The hawks whom Southern voters send to Congress ensure that the region profits from defense spending. The list of states that derive more than 3.5% of their GDP from defense contracts is dominated by states in the South and Southwest: Texas, Virginia, Arizona, Maryland, Kentucky, Alabama, Mississippi, and Missouri (Connecticut and Maine make the list because of their Navy bases and shipyards). Meanwhile, the importance of defense spending to California’s economy has declined, as military investment in Florida has increased.

Under the two Bushes and Trump, congressional Republicans in Washington, among other things, have been subsidizing the folks back home by increasing defense spending while further ballooning deficits enlarged by their tax cuts for the rich and business. 

Under Trump as under the Bushes, the Republican Party, based in the former Confederate states, is the party of unnecessary wars, tax cuts for the rich, and anti-worker, low-wage labor-market policy.
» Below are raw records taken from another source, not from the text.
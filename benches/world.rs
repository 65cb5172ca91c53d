#[macro_use]
extern crate criterion;

use criterion::{BatchSize, Bencher, Criterion};
use rand::prelude::*;

use sparsecs::prelude::*;

#[derive(Clone, Debug)]
struct CompInt(i32);

impl Component for CompInt {}

#[derive(Clone, Debug)]
struct CompVec([f32; 3]);

impl Component for CompVec {}

#[derive(Clone, Debug)]
struct CompBool(bool);

impl Component for CompBool {}

fn world_build(b: &mut Bencher) {
    b.iter(|| World::new(1024));
}

fn create_empty(b: &mut Bencher) {
    b.iter_batched(
        || World::new(1024),
        |mut w| {
            w.create_entity();
        },
        BatchSize::SmallInput,
    );
}

fn create_with_components(b: &mut Bencher) {
    b.iter_batched(
        || World::new(1024),
        |mut w| {
            w.create_entity_with((CompInt(0), CompVec([0.0; 3])));
        },
        BatchSize::SmallInput,
    );
}

fn destroy(b: &mut Bencher) {
    b.iter_batched(
        || {
            let mut w = World::new(1024);
            let eids: Vec<_> = (0..100)
                .map(|i| w.create_entity_with((CompInt(i), CompVec([0.0; 3]))))
                .collect();
            (w, eids)
        },
        |(mut w, mut eids)| {
            if let Some(e) = eids.pop() {
                w.destroy_entity(e).unwrap();
            }
        },
        BatchSize::SmallInput,
    );
}

fn add_remove_churn(b: &mut Bencher) {
    b.iter_batched(
        || {
            let mut w = World::new(1024);
            let e = w.create_entity();
            (w, e)
        },
        |(mut w, e)| {
            w.add_component(e, CompInt(7)).unwrap();
            w.remove_component::<CompInt>(e).unwrap();
        },
        BatchSize::SmallInput,
    );
}

fn create_after_delete(b: &mut Bencher) {
    let mut rng = thread_rng();
    b.iter_batched(
        || {
            let mut w = World::new(1024);
            let eids: Vec<_> = (0..1000).map(|_| w.create_entity()).collect();

            (0..1000)
                .choose_multiple(&mut rng, 100)
                .into_iter()
                .for_each(|i| {
                    w.destroy_entity(eids[i])
                        .expect("failed deleting entity in 'create after delete' setup");
                });

            w
        },
        |mut w| {
            for _ in 0..100 {
                w.create_entity();
            }
        },
        BatchSize::SmallInput,
    )
}

fn maintained_system_insert(b: &mut Bencher) {
    b.iter_batched(
        || {
            let mut w = World::new(4096);
            let s = System::builder().with::<CompInt>().build(&mut w);
            let eids: Vec<_> = (0..1000).map(|_| w.create_entity()).collect();
            (w, s, eids)
        },
        |(mut w, s, eids)| {
            for (i, e) in eids.iter().enumerate() {
                w.add_component(*e, CompInt(i as i32)).unwrap();
            }
            assert_eq!(s.len(), eids.len());
        },
        BatchSize::SmallInput,
    );
}

fn iterate_matching(b: &mut Bencher) {
    let mut w = World::new(8192);
    let s = System::builder()
        .with::<CompInt>()
        .without_any::<CompBool>()
        .build(&mut w);

    for i in 0..5000 {
        if i % 4 == 0 {
            w.create_entity_with((CompInt(i), CompBool(true)));
        } else {
            w.create_entity_with((CompInt(i),));
        }
    }

    b.iter(|| {
        let mut sum = 0i64;
        let view = w.components_of::<CompInt>();
        for &index in s.matching_entities().iter() {
            if let Some(c) = view.get(index) {
                sum += i64::from(c.0);
            }
        }
        criterion::black_box(sum)
    })
}

fn iterate_view(b: &mut Bencher) {
    let mut w = World::new(8192);
    for i in 0..5000 {
        w.create_entity_with((CompVec([i as f32, 0.0, 0.0]),));
    }

    b.iter(|| {
        let mut sum = 0f32;
        for (_, v) in world_view(&w).iter() {
            sum += v.0[0];
        }
        criterion::black_box(sum)
    })
}

fn world_view(w: &World) -> Components<'_, CompVec> {
    w.components_of::<CompVec>()
}

fn world_benchmarks(c: &mut Criterion) {
    c.bench_function("world build", world_build)
        .bench_function("create empty", create_empty)
        .bench_function("create with components", create_with_components)
        .bench_function("destroy", destroy)
        .bench_function("add remove churn", add_remove_churn)
        .bench_function("create after delete", create_after_delete)
        .bench_function("maintained system insert", maintained_system_insert)
        .bench_function("iterate matching", iterate_matching)
        .bench_function("iterate view", iterate_view);
}

criterion_group!(world, world_benchmarks);

criterion_main!(world);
Anti-interventionist realists and restrainers and economic populists on the Right who dreamed that Trump would favor their causes may not want to hear the truth. And the truth will be resisted as well by Democrats and Never Trump Republicans who idealized the two Bushes while demonizing Trump. But the fact is that, apart from his colorful personality, Trump has been a relatively conventional post-Cold War Republican president. 

The Third Gulf War is the latest reminder that there is no Trump party and never has been, only the Bush party under new management.